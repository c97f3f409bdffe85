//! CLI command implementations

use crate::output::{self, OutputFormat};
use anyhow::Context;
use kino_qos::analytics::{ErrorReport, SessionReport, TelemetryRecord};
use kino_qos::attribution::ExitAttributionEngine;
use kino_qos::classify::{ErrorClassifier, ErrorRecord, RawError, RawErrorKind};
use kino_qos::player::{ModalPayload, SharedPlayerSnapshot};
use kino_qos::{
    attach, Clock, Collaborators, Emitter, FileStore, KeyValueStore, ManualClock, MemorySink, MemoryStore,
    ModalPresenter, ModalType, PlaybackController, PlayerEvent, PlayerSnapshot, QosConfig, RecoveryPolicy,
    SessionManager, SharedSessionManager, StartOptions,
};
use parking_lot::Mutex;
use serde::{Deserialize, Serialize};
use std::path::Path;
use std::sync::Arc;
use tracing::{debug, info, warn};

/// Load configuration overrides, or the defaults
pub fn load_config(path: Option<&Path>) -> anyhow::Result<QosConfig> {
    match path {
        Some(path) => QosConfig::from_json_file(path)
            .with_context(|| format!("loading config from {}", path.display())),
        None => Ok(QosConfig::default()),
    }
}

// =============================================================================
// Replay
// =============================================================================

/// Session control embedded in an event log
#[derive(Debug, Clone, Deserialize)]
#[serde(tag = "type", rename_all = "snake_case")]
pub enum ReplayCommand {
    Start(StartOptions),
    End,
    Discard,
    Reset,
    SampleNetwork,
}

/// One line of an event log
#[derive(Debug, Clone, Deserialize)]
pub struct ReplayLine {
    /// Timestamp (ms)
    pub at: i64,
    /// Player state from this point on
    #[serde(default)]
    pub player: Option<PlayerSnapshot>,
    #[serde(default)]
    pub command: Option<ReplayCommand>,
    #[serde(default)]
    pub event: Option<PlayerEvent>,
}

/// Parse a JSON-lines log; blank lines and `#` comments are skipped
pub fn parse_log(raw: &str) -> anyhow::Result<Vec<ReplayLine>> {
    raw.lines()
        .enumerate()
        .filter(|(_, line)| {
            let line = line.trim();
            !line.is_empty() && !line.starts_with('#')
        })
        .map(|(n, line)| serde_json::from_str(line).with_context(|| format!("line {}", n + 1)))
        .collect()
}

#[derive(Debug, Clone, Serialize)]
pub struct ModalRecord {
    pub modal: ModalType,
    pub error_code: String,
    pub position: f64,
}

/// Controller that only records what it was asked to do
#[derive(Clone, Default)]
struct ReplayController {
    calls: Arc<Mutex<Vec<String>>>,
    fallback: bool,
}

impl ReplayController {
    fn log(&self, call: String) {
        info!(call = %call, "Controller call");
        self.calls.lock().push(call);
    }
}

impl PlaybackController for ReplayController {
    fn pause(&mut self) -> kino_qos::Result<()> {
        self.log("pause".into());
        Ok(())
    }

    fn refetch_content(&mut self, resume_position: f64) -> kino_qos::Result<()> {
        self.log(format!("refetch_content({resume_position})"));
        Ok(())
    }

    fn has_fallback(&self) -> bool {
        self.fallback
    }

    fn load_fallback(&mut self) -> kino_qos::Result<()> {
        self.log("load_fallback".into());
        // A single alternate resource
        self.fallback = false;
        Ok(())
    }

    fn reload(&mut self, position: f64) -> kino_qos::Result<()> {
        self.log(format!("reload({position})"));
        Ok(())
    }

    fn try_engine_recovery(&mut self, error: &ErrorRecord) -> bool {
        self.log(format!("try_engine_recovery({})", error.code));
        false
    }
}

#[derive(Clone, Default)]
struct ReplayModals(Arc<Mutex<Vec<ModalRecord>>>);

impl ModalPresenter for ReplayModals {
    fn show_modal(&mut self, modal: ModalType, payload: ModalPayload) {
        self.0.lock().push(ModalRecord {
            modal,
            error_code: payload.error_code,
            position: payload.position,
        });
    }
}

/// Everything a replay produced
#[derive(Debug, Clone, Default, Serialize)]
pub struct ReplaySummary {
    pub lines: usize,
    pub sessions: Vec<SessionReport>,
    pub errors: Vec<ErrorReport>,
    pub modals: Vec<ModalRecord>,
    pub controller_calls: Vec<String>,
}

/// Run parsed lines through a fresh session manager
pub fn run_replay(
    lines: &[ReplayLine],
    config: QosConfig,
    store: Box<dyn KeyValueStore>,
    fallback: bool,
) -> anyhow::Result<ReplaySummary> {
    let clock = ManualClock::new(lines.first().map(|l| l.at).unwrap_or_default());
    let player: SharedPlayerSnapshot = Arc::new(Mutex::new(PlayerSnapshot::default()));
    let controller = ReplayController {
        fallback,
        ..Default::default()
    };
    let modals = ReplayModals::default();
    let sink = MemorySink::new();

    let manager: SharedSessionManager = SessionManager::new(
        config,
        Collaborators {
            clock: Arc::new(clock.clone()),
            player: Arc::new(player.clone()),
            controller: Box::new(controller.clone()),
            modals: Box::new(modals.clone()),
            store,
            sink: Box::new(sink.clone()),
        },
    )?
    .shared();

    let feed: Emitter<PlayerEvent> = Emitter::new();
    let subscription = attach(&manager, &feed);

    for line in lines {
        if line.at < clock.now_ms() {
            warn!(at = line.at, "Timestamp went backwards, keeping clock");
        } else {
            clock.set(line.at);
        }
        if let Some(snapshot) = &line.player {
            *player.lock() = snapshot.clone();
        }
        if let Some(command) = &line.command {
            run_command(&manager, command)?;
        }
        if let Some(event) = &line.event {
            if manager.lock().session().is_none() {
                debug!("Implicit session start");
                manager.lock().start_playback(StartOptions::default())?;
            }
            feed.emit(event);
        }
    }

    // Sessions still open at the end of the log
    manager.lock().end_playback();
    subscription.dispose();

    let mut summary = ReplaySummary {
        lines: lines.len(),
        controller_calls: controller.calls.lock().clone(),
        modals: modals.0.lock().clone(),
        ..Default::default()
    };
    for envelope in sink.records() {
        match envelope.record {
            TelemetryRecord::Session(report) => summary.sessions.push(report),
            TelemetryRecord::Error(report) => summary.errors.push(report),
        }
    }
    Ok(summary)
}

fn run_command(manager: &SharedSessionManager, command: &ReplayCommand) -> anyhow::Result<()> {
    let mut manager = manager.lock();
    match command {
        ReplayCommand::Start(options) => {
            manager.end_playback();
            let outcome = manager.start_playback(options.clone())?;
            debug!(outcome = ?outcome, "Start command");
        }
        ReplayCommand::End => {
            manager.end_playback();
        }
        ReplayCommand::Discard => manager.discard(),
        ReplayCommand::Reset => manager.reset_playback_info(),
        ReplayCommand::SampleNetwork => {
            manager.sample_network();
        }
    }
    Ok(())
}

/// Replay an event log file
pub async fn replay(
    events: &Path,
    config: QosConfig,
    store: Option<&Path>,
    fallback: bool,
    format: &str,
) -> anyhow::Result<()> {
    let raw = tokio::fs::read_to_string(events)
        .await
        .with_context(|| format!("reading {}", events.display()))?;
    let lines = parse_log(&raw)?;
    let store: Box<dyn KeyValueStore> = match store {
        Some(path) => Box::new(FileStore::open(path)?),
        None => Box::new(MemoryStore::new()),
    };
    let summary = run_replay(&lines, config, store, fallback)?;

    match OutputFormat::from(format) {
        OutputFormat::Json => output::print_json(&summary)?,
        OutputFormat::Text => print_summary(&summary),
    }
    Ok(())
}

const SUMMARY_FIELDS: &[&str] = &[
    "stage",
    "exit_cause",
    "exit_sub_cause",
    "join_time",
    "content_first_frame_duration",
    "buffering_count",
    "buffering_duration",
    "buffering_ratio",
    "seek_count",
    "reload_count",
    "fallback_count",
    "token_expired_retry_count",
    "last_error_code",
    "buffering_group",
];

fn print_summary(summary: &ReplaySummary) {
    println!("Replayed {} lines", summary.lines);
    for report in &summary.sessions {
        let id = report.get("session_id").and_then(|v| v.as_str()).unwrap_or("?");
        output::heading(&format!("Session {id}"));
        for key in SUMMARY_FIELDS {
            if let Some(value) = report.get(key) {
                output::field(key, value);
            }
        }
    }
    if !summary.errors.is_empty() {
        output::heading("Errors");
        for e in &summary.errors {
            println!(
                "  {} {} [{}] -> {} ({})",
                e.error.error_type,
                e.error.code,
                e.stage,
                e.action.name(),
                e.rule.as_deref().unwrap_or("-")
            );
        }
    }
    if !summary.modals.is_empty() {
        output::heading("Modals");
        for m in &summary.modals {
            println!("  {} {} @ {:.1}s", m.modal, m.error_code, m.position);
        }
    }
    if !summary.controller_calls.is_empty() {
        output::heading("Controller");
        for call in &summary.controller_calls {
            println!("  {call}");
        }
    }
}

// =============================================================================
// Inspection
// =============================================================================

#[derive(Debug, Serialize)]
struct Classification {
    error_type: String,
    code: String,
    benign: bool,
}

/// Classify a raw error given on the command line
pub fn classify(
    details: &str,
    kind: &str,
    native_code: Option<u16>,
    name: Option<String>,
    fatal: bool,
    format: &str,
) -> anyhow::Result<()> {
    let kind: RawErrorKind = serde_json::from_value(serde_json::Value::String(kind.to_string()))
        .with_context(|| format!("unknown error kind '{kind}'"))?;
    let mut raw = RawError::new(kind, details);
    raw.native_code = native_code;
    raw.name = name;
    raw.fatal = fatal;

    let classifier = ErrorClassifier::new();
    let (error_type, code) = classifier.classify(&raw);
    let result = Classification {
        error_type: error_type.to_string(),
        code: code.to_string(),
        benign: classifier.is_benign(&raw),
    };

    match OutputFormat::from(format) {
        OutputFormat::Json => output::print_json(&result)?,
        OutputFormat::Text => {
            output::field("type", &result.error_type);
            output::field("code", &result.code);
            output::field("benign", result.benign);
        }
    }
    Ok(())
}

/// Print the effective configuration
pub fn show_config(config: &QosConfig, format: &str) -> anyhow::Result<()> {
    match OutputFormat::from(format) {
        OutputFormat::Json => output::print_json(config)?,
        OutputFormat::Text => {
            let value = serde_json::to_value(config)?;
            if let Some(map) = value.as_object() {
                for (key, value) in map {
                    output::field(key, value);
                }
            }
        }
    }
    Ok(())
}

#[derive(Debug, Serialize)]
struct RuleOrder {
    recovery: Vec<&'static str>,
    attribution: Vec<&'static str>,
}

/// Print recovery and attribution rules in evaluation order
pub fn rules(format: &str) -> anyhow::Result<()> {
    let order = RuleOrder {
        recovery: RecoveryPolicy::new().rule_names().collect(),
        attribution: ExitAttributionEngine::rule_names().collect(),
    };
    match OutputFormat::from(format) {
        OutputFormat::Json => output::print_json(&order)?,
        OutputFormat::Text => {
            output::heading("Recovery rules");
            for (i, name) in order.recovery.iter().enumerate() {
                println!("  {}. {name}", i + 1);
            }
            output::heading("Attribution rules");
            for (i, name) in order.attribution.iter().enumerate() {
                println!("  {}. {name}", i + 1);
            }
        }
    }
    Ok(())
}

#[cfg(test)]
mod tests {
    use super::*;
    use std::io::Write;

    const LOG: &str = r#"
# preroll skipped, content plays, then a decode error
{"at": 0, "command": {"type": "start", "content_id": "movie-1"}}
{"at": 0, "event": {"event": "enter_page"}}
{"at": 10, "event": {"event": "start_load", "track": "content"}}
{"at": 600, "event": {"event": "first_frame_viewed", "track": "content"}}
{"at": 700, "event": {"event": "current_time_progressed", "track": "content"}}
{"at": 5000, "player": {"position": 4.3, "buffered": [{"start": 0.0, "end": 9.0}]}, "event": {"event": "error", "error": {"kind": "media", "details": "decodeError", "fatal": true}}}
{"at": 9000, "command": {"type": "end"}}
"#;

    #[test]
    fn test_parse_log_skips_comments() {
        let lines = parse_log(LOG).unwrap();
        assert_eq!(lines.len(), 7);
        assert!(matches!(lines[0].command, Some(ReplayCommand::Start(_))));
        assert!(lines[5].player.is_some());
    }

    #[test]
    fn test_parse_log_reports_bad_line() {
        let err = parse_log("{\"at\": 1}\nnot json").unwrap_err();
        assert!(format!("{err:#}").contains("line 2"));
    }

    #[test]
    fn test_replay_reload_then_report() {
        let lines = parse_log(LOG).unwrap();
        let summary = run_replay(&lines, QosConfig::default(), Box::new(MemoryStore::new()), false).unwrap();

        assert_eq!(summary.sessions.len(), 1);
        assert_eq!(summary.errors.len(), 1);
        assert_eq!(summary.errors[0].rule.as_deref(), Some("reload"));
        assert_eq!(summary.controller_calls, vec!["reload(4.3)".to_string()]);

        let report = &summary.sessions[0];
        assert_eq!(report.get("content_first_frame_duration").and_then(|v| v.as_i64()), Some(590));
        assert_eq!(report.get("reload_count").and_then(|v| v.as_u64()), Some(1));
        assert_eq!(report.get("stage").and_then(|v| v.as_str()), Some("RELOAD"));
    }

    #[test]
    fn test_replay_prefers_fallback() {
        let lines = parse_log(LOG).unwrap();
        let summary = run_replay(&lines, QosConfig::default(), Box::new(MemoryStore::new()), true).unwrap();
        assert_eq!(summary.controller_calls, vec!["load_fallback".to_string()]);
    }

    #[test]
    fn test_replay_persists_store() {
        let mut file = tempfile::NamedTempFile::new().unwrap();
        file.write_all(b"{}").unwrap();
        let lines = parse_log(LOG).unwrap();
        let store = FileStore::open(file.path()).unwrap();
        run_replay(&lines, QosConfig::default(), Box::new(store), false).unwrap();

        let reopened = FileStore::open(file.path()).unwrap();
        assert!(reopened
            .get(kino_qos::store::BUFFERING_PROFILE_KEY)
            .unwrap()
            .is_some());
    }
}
--
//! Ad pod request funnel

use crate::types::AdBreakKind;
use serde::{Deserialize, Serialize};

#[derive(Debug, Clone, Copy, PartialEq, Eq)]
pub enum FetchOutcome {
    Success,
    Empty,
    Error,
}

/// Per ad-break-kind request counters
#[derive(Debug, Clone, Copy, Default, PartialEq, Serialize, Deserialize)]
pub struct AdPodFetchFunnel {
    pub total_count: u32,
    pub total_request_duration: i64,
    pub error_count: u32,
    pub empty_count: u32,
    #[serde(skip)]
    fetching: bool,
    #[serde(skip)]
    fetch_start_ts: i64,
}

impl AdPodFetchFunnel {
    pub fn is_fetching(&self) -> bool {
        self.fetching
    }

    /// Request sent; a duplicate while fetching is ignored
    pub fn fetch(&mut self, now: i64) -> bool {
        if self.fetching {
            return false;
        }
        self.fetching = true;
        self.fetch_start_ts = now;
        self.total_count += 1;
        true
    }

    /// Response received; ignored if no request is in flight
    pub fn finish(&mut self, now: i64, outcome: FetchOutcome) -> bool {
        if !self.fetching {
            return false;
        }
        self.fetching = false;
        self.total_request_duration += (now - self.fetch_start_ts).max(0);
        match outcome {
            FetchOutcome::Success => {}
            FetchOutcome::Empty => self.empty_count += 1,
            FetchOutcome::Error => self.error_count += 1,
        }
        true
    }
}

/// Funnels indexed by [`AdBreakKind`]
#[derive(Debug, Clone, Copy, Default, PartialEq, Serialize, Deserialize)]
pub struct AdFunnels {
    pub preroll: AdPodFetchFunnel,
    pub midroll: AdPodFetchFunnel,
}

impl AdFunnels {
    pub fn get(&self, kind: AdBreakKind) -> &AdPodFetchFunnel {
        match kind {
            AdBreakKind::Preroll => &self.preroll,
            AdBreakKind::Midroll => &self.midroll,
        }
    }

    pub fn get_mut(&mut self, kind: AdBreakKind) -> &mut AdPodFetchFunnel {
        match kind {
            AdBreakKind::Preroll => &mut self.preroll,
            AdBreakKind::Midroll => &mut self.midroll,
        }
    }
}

### [Action item]
If a line in the entries holds the string "records", copy it.

### [Solution]
/// Controller that only records what it was asked to do
    for envelope in sink.records() {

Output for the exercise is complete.